Exercise objective = Locate all lines in the data below that hold "struct" and show them.

- - - - -

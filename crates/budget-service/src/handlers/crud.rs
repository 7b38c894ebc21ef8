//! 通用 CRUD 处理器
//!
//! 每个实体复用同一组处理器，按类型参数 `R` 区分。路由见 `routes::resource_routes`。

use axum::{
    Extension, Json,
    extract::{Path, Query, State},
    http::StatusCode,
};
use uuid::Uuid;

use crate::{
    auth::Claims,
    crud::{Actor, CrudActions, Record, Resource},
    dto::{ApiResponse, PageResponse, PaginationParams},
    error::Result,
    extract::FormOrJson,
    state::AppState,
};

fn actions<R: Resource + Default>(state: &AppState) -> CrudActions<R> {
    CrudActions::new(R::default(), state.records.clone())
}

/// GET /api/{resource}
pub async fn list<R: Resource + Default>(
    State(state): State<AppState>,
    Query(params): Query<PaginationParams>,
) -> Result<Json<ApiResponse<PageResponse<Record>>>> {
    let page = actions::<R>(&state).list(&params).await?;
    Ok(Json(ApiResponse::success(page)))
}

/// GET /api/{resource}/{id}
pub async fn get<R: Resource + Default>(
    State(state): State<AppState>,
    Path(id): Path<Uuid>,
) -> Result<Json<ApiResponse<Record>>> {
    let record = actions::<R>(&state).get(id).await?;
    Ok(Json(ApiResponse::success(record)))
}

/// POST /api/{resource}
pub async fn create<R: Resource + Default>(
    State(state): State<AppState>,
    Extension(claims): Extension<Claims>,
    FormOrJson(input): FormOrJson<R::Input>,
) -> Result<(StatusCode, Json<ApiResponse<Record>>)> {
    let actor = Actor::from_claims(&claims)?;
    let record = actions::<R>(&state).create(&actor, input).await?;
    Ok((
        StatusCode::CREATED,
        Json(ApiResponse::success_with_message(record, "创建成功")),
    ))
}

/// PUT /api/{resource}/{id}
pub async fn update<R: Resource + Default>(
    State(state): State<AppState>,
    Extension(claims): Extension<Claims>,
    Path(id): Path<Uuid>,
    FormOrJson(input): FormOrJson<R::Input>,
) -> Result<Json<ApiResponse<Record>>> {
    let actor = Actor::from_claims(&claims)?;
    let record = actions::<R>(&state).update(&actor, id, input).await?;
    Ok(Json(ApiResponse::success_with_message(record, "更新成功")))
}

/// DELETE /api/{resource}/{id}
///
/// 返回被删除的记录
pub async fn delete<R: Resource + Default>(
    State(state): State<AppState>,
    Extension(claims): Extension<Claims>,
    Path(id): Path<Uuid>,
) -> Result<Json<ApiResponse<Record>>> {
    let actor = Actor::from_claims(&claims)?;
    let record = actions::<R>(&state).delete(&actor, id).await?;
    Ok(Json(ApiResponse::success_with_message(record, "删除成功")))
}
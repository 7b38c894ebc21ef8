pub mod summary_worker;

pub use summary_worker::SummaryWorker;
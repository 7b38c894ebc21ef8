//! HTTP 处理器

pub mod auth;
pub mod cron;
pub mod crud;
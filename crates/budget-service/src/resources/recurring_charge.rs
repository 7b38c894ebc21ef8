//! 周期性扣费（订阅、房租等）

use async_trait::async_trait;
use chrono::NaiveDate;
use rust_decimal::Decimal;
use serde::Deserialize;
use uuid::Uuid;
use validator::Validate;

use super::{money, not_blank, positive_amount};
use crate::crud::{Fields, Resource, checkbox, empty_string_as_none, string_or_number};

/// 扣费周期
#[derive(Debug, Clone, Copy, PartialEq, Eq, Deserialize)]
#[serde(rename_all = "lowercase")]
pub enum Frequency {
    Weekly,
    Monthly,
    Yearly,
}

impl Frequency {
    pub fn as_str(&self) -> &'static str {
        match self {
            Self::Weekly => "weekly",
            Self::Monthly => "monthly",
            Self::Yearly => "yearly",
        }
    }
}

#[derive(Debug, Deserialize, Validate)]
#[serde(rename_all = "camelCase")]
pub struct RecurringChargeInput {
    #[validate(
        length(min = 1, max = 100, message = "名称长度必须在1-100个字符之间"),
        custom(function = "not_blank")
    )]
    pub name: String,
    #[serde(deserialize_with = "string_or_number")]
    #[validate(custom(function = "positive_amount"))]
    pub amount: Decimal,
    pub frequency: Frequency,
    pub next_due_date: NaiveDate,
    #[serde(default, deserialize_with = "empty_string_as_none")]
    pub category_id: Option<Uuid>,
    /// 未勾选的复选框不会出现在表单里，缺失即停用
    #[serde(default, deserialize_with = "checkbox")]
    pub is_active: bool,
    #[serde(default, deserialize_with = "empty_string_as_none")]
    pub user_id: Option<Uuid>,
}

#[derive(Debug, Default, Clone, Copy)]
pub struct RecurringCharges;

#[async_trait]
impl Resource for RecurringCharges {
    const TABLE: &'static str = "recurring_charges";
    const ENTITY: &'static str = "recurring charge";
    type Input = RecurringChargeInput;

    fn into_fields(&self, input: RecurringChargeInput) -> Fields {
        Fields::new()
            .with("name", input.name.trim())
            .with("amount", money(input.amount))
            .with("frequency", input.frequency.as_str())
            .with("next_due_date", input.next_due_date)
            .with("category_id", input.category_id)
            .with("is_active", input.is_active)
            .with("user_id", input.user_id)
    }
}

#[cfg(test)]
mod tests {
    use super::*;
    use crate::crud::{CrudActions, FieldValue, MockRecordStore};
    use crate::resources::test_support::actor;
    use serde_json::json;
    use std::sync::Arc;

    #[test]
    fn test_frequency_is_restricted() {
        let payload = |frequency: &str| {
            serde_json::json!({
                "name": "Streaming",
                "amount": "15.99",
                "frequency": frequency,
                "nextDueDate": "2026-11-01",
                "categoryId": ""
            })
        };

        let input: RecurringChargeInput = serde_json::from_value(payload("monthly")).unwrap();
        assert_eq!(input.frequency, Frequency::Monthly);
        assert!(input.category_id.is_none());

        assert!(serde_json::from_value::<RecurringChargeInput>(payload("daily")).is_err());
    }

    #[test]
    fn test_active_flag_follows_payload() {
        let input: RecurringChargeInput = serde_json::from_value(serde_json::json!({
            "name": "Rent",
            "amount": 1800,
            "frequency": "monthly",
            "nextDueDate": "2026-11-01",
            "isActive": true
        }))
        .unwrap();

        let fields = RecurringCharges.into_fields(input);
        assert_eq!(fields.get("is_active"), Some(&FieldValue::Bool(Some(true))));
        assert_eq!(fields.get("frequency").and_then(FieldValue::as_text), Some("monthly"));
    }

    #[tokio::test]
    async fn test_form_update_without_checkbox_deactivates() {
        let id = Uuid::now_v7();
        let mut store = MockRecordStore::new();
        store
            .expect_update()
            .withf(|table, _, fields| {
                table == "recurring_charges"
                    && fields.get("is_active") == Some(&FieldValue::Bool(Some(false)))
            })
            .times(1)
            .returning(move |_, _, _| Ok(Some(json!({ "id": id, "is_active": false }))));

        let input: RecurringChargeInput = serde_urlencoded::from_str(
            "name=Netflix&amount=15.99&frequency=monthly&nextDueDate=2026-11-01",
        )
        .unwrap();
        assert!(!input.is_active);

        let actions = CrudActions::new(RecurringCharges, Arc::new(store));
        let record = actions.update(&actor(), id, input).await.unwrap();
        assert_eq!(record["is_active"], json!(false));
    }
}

- - - - -

Result of the task =
pub struct RecurringChargeInput {
pub struct RecurringCharges;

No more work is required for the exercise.